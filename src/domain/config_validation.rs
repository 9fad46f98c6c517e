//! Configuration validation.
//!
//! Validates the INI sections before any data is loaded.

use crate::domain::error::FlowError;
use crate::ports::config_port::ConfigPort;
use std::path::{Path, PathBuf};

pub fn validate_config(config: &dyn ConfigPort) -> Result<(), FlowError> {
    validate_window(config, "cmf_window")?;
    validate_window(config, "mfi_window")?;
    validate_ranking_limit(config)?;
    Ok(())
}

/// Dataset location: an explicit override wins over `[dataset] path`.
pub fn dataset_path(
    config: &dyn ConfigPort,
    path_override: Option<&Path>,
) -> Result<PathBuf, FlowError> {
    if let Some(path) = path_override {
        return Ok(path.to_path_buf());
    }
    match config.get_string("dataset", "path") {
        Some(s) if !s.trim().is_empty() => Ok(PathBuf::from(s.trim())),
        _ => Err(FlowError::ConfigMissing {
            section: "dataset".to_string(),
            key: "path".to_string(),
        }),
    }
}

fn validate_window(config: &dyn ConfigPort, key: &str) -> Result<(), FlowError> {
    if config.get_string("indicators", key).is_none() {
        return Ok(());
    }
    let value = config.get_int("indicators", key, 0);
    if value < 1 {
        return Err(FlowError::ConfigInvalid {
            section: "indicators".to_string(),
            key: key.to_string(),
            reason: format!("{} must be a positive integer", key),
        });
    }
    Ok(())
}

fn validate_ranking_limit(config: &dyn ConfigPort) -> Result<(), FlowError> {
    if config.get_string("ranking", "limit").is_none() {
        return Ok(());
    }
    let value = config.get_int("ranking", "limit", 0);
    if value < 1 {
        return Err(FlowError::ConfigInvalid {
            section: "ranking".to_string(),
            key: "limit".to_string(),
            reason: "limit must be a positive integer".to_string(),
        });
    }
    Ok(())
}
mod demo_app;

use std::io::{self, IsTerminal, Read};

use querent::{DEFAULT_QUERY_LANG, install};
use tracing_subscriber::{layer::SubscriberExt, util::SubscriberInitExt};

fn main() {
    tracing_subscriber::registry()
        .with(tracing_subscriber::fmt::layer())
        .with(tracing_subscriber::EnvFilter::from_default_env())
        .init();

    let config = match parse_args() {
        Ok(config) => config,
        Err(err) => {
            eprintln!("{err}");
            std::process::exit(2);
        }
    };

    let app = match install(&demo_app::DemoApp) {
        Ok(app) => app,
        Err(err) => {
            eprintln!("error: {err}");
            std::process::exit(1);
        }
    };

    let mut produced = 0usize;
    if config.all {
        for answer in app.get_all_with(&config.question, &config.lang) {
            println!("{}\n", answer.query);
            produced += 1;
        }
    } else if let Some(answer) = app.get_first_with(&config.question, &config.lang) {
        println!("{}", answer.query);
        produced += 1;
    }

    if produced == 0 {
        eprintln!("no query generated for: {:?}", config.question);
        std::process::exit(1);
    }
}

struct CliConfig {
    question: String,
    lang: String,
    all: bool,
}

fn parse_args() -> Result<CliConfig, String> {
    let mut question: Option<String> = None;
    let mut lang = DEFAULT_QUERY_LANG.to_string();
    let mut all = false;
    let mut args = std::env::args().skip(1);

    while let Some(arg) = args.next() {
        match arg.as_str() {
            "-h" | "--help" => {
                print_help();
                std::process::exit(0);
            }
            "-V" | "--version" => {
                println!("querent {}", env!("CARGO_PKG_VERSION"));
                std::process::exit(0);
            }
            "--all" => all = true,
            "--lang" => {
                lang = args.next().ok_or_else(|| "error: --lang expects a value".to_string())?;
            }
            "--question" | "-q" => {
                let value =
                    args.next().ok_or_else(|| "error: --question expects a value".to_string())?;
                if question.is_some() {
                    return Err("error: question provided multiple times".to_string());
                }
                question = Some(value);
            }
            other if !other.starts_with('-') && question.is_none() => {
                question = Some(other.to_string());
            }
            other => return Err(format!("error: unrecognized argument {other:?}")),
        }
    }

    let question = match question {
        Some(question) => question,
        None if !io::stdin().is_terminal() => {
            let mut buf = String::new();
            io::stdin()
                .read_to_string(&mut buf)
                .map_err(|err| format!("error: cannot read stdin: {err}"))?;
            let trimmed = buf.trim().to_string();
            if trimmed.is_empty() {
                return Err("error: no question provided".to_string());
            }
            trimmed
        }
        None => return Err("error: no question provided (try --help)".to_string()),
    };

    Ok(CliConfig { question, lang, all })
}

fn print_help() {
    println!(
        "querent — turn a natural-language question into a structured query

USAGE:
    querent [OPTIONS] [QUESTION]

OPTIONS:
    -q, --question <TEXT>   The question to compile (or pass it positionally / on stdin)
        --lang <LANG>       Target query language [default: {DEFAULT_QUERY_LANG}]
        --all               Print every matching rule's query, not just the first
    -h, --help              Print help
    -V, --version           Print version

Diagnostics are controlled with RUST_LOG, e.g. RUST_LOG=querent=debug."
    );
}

——————————

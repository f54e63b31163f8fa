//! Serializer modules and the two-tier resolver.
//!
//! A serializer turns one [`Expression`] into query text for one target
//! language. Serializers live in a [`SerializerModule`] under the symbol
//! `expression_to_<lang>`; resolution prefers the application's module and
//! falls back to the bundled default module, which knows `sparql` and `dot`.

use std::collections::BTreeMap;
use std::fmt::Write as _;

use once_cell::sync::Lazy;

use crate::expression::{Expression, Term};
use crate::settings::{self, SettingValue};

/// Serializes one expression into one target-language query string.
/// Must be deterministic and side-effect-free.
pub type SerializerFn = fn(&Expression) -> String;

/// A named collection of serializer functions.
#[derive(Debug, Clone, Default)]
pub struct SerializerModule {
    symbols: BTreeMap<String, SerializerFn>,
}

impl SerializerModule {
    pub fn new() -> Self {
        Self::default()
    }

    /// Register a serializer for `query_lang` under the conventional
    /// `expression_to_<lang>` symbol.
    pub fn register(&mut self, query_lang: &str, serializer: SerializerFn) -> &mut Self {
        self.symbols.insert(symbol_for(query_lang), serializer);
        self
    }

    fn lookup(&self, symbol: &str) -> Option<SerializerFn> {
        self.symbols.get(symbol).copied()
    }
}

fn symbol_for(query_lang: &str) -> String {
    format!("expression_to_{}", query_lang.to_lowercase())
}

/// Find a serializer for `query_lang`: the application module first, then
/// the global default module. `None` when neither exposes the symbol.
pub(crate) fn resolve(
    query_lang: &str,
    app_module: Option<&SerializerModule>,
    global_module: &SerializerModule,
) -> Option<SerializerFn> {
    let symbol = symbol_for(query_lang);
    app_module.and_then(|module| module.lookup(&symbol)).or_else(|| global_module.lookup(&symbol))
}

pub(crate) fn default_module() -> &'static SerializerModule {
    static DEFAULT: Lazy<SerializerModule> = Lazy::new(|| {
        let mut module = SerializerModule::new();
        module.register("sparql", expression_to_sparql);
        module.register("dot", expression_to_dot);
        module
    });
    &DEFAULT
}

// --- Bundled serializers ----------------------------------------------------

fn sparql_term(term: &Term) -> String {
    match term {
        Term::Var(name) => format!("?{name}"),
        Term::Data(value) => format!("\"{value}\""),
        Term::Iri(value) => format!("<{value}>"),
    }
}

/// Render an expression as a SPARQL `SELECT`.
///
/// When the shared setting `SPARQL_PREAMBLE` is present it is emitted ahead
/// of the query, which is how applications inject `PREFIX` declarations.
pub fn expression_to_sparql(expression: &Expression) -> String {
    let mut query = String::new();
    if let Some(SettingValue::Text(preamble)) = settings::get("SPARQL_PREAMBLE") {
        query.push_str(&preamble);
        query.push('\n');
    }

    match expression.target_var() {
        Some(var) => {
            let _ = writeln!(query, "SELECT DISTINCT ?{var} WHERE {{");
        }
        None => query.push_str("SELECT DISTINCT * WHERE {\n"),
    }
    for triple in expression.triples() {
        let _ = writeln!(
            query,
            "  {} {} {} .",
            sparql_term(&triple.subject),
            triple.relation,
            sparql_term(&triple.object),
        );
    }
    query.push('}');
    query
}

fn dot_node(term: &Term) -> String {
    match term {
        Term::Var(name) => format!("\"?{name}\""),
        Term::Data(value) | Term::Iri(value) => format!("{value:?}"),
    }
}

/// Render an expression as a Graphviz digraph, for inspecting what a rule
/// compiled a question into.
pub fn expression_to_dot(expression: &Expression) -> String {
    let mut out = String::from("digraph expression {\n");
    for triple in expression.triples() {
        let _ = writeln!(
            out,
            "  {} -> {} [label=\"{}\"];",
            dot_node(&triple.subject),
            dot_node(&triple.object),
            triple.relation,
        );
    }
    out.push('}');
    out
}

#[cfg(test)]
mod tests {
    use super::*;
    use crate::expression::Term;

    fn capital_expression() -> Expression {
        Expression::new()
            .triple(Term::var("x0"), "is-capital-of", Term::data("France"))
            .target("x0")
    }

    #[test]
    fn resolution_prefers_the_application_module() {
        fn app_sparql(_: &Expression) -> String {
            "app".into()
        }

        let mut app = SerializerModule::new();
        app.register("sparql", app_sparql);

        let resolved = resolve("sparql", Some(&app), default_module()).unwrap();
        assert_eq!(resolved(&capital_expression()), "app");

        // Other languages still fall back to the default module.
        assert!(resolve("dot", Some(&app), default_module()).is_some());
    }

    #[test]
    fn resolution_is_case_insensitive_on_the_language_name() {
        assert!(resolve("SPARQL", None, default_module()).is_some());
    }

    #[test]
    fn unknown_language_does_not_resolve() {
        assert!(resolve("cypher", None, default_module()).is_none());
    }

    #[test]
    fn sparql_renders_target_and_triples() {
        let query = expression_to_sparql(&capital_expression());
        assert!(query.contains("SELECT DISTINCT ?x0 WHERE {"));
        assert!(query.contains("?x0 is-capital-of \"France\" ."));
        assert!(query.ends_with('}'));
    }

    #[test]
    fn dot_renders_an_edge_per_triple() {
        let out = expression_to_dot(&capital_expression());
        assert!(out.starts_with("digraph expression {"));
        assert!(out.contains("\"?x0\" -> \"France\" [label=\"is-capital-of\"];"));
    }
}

——————————

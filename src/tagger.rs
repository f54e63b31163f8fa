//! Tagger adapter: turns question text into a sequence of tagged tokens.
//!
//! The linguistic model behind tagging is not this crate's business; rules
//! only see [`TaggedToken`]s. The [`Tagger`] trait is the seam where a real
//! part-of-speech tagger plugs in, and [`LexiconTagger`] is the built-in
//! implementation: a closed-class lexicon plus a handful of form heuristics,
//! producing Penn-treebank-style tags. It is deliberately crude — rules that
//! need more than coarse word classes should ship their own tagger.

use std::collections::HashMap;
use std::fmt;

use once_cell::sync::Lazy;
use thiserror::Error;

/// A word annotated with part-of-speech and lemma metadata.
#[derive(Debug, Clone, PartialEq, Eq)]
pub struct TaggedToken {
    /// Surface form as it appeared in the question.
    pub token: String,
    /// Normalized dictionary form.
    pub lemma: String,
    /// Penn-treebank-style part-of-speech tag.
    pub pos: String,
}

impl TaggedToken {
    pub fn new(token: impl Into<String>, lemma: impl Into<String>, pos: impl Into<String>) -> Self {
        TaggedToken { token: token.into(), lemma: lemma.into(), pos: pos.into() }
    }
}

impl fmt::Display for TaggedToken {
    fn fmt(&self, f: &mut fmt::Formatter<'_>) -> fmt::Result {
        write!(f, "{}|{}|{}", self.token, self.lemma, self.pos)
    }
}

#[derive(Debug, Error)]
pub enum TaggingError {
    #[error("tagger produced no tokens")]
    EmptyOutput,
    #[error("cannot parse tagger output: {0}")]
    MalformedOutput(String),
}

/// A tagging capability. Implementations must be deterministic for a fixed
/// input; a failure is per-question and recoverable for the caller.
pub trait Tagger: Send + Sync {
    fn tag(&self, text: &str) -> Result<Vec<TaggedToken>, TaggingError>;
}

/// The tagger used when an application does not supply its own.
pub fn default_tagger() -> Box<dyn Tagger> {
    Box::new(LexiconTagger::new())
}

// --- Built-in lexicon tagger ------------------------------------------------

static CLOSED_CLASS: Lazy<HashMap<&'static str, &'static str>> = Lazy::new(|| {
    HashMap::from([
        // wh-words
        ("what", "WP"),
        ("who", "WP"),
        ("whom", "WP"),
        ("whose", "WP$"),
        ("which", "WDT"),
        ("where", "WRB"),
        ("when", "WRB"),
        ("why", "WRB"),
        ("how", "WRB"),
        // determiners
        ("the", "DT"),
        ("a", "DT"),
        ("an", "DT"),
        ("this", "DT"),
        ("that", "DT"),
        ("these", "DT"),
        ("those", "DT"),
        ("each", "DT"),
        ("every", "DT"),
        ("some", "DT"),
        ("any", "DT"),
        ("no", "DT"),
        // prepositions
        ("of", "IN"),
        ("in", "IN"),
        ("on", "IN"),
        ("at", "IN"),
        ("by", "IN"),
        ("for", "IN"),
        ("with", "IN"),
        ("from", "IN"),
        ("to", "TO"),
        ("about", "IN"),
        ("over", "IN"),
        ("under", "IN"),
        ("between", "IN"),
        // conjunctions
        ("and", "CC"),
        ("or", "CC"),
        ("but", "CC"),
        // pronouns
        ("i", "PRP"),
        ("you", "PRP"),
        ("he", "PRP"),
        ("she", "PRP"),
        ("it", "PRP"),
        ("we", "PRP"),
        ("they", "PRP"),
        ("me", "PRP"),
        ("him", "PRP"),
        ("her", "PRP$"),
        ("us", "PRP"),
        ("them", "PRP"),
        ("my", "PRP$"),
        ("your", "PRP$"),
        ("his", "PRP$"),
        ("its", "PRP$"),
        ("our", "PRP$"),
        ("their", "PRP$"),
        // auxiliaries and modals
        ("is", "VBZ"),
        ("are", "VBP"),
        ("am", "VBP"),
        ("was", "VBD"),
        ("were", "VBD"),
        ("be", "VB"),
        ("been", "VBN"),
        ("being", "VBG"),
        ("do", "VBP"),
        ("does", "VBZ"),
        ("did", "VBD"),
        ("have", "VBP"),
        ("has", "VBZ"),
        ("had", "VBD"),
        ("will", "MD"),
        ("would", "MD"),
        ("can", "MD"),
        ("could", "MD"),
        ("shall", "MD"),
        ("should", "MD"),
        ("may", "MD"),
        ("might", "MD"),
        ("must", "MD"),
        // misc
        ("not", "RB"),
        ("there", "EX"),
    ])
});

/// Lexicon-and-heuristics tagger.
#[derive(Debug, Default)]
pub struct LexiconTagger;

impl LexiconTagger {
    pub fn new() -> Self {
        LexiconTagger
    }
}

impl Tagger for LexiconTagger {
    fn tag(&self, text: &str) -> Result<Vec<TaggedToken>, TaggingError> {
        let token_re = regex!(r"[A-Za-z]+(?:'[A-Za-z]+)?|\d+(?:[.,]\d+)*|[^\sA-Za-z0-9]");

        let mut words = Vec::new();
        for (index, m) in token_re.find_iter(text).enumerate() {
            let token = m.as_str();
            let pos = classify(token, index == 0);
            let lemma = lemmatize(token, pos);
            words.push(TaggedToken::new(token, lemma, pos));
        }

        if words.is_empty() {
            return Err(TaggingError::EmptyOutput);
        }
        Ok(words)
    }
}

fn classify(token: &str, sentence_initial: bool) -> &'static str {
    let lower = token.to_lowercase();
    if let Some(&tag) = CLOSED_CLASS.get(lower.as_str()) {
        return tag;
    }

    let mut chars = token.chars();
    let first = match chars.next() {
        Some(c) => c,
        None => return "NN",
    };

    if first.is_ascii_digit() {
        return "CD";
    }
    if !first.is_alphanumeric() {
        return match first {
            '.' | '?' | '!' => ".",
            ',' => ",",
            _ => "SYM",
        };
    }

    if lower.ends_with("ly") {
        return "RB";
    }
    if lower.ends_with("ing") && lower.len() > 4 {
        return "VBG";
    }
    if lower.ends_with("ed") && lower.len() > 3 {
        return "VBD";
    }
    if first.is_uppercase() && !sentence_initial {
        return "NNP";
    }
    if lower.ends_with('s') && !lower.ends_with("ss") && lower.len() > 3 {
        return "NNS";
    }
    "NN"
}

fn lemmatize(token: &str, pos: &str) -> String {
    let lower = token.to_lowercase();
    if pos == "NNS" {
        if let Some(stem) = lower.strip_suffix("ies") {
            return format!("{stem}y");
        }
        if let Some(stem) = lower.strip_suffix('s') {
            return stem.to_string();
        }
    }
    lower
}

——————————

WHAT TO DO
Tally how many lines of the data include the word "symbols". Write the number and nothing else.

YOUR SOLUTION
3